Dataset entries
[Start of section]

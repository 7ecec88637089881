//! # Naver News Collector
//!
//! Collects Naver News search results for a query, keeps the articles
//! published inside a date window, and exports them to a CSV file.
//!
//! ## Usage
//!
//! ```sh
//! NAVER_CLIENT_ID=... NAVER_CLIENT_SECRET=... \
//!     naver_news_collector --query 야놀자리서치 --start-date 20250401
//! ```
//!
//! ## Architecture
//!
//! 1. **Fetching**: request one page of results at a time, newest first
//! 2. **Filtering**: keep items inside the window, stop at the first older one
//! 3. **Normalizing**: decode HTML, extract matched keywords, derive calendar keys
//! 4. **Output**: write every kept record to a BOM-prefixed CSV file

use chrono::Local;
use clap::Parser;
use std::error::Error;
use tracing::{debug, error, info, warn};
use tracing_subscriber::{EnvFilter, fmt as tfmt};

mod api;
mod cli;
mod collector;
mod error;
mod models;
mod normalize;
mod outputs;
mod utils;

use api::NaverClient;
use cli::Cli;
use collector::{Collector, ConsoleReporter, StopReason};
use utils::ensure_writable_dir;

#[tokio::main]
async fn main() -> Result<(), Box<dyn Error>> {
    // --- Tracing init ---
    let filter = EnvFilter::try_from_default_env().unwrap_or_else(|_| EnvFilter::new("info"));
    tfmt()
        .with_env_filter(filter)
        .with_target(true)
        .with_file(false)
        .with_line_number(false)
        .with_writer(std::io::stderr)
        .with_timer(tracing_subscriber::fmt::time::UtcTime::rfc_3339())
        .init();

    let start_time = std::time::Instant::now();
    info!("naver_news_collector starting up");

    let args = Cli::parse();
    let config = args.into_run_config(Local::now().date_naive())?;
    debug!(?config, "Resolved run configuration");
    info!(
        query = %config.criteria.query(),
        start = %config.criteria.start(),
        end = %config.criteria.end(),
        sort = %config.criteria.sort(),
        "Search window"
    );

    // Early check: ensure the output dir is writable
    if let Err(e) = ensure_writable_dir(&config.output_dir).await {
        error!(
            path = %config.output_dir.display(),
            error = %e,
            "Output directory is not writable (fix perms or choose a different path)"
        );
        return Err(e);
    }

    let client = NaverClient::new(&config.api)?;
    let collector = Collector::new(client);
    let mut reporter = ConsoleReporter::new();

    let collection = match collector.collect(&config.criteria, &mut reporter).await {
        Ok(collection) => collection,
        Err(e) => {
            error!(error = %e, "First search request failed; nothing collected");
            return Err(e.into());
        }
    };
    reporter.finish();

    if let StopReason::FetchFailed(ref e) = collection.stop {
        warn!(
            error = %e,
            collected = collection.records.len(),
            "Search stopped early; exporting partial results"
        );
    }

    let path = outputs::csv::output_path(&config.output_dir, &config.criteria);
    if let Err(e) = outputs::csv::write_records(&collection.records, &path).await {
        error!(path = %path.display(), error = %e, "Failed to write CSV export");
        return Err(e.into());
    }
    println!("Saved to: {}", path.display());

    let elapsed = start_time.elapsed();
    info!(
        ?elapsed,
        articles = collection.records.len(),
        reported = reporter.count(),
        pages = collection.pages_fetched,
        stop = ?collection.stop,
        partial = collection.is_partial(),
        "Execution complete"
    );

    Ok(())
}
//! Export of collected records.
//!
//! # Output Structure
//!
//! ```text
//! output_dir/
//! └── naver_news_RESULTS_{query}_{start}_{end}.csv
//! ```
//!
//! Dates in the file name use `YYYYMMDD`.

pub mod csv;
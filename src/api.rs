//! Naver News Search API access.
//!
//! # Architecture
//!
//! - [`SearchApi`]: one paginated search request per call
//! - [`NaverClient`]: the HTTP implementation, configured with an injected
//!   [`ApiConfig`]
//!
//! Requests are never retried. A failed page is reported to the caller as a
//! [`FetchError`] and the caller decides whether the run continues.

use crate::error::FetchError;
use crate::models::{RawItem, SearchCriteria, SearchResponse};
use crate::utils::truncate_for_log;
use std::fmt;
use std::time::{Duration, Instant};
use tracing::{debug, info, instrument, warn};
use url::Url;

/// Path of the news search endpoint relative to the API base URL.
const NEWS_SEARCH_PATH: &str = "v1/search/news.json";

/// Trait for fetching one page of search results.
///
/// An empty `Vec` means no results exist at or after `start`.
pub trait SearchApi {
    /// Fetch the page beginning at the 1-based offset `start`, sized by
    /// `criteria.page_size()`.
    async fn fetch_page(
        &self,
        criteria: &SearchCriteria,
        start: usize,
    ) -> Result<Vec<RawItem>, FetchError>;
}

/// Application credentials sent as `X-Naver-Client-Id` / `X-Naver-Client-Secret`.
#[derive(Clone)]
pub struct Credentials {
    pub client_id: String,
    pub client_secret: String,
}

impl fmt::Debug for Credentials {
    fn fmt(&self, f: &mut fmt::Formatter<'_>) -> fmt::Result {
        f.debug_struct("Credentials")
            .field("client_id", &self.client_id)
            .field("client_secret", &"<redacted>")
            .finish()
    }
}

/// Connection settings for [`NaverClient`].
#[derive(Debug, Clone)]
pub struct ApiConfig {
    pub base_url: String,
    pub timeout: Duration,
    pub credentials: Credentials,
}

/// HTTP client for the Naver News Search API.
pub struct NaverClient {
    http: reqwest::Client,
    endpoint: Url,
    credentials: Credentials,
}

impl fmt::Debug for NaverClient {
    fn fmt(&self, f: &mut fmt::Formatter<'_>) -> fmt::Result {
        f.debug_struct("NaverClient")
            .field("endpoint", &self.endpoint.as_str())
            .field("credentials", &self.credentials)
            .finish()
    }
}

impl NaverClient {
    /// Build a client for `config`.
    ///
    /// # Errors
    ///
    /// Fails if the base URL does not parse or the HTTP client cannot be built.
    pub fn new(config: &ApiConfig) -> Result<Self, FetchError> {
        let mut base = Url::parse(&config.base_url)?;
        if !base.path().ends_with('/') {
            let path = format!("{}/", base.path());
            base.set_path(&path);
        }
        let endpoint = base.join(NEWS_SEARCH_PATH)?;

        let http = reqwest::Client::builder()
            .timeout(config.timeout)
            .build()?;

        Ok(Self {
            http,
            endpoint,
            credentials: config.credentials.clone(),
        })
    }
}

impl SearchApi for NaverClient {
    #[instrument(level = "info", skip_all, fields(query = %criteria.query(), start = start))]
    async fn fetch_page(
        &self,
        criteria: &SearchCriteria,
        start: usize,
    ) -> Result<Vec<RawItem>, FetchError> {
        let t0 = Instant::now();
        let display = criteria.page_size().to_string();
        let start_param = start.to_string();

        let response = self
            .http
            .get(self.endpoint.clone())
            .query(&[
                ("query", criteria.query()),
                ("display", display.as_str()),
                ("start", start_param.as_str()),
                ("sort", criteria.sort().as_param()),
            ])
            .header("X-Naver-Client-Id", &self.credentials.client_id)
            .header("X-Naver-Client-Secret", &self.credentials.client_secret)
            .send()
            .await?;

        let status = response.status();
        let body = response.text().await?;
        let dt = t0.elapsed();

        if !status.is_success() {
            warn!(
                status = status.as_u16(),
                elapsed_ms = dt.as_millis() as u128,
                body = %truncate_for_log(&body, 300),
                "Search API returned an error status"
            );
            return Err(FetchError::Status {
                status: status.as_u16(),
                body,
            });
        }

        let parsed: SearchResponse = serde_json::from_str(&body).inspect_err(|e| {
            warn!(
                error = %e,
                body = %truncate_for_log(&body, 300),
                "Search API returned non-conforming JSON"
            );
        })?;

        info!(
            count = parsed.items.len(),
            total = ?parsed.total,
            elapsed_ms = dt.as_millis() as u128,
            "Fetched search page"
        );
        debug!(items = ?parsed.items, "Search page items");
        Ok(parsed.items)
    }
}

[End of section]

Aim of the exercise
Up to and including the line with "use clap::Parser;", repeat the data exactly, starting from its first line; nothing else belongs in the response.

Output of the exercise
repository 7ecec88637089881
//! # Naver News Collector
//!
//! Collects Naver News search results for a query, keeps the articles
//! published inside a date window, and exports them to a CSV file.
//!
//! ## Usage
//!
//! ```sh
//! NAVER_CLIENT_ID=... NAVER_CLIENT_SECRET=... \
//!     naver_news_collector --query 야놀자리서치 --start-date 20250401
//! ```
//!
//! ## Architecture
//!
//! 1. **Fetching**: request one page of results at a time, newest first
//! 2. **Filtering**: keep items inside the window, stop at the first older one
//! 3. **Normalizing**: decode HTML, extract matched keywords, derive calendar keys
//! 4. **Output**: write every kept record to a BOM-prefixed CSV file

use chrono::Local;
use clap::Parser;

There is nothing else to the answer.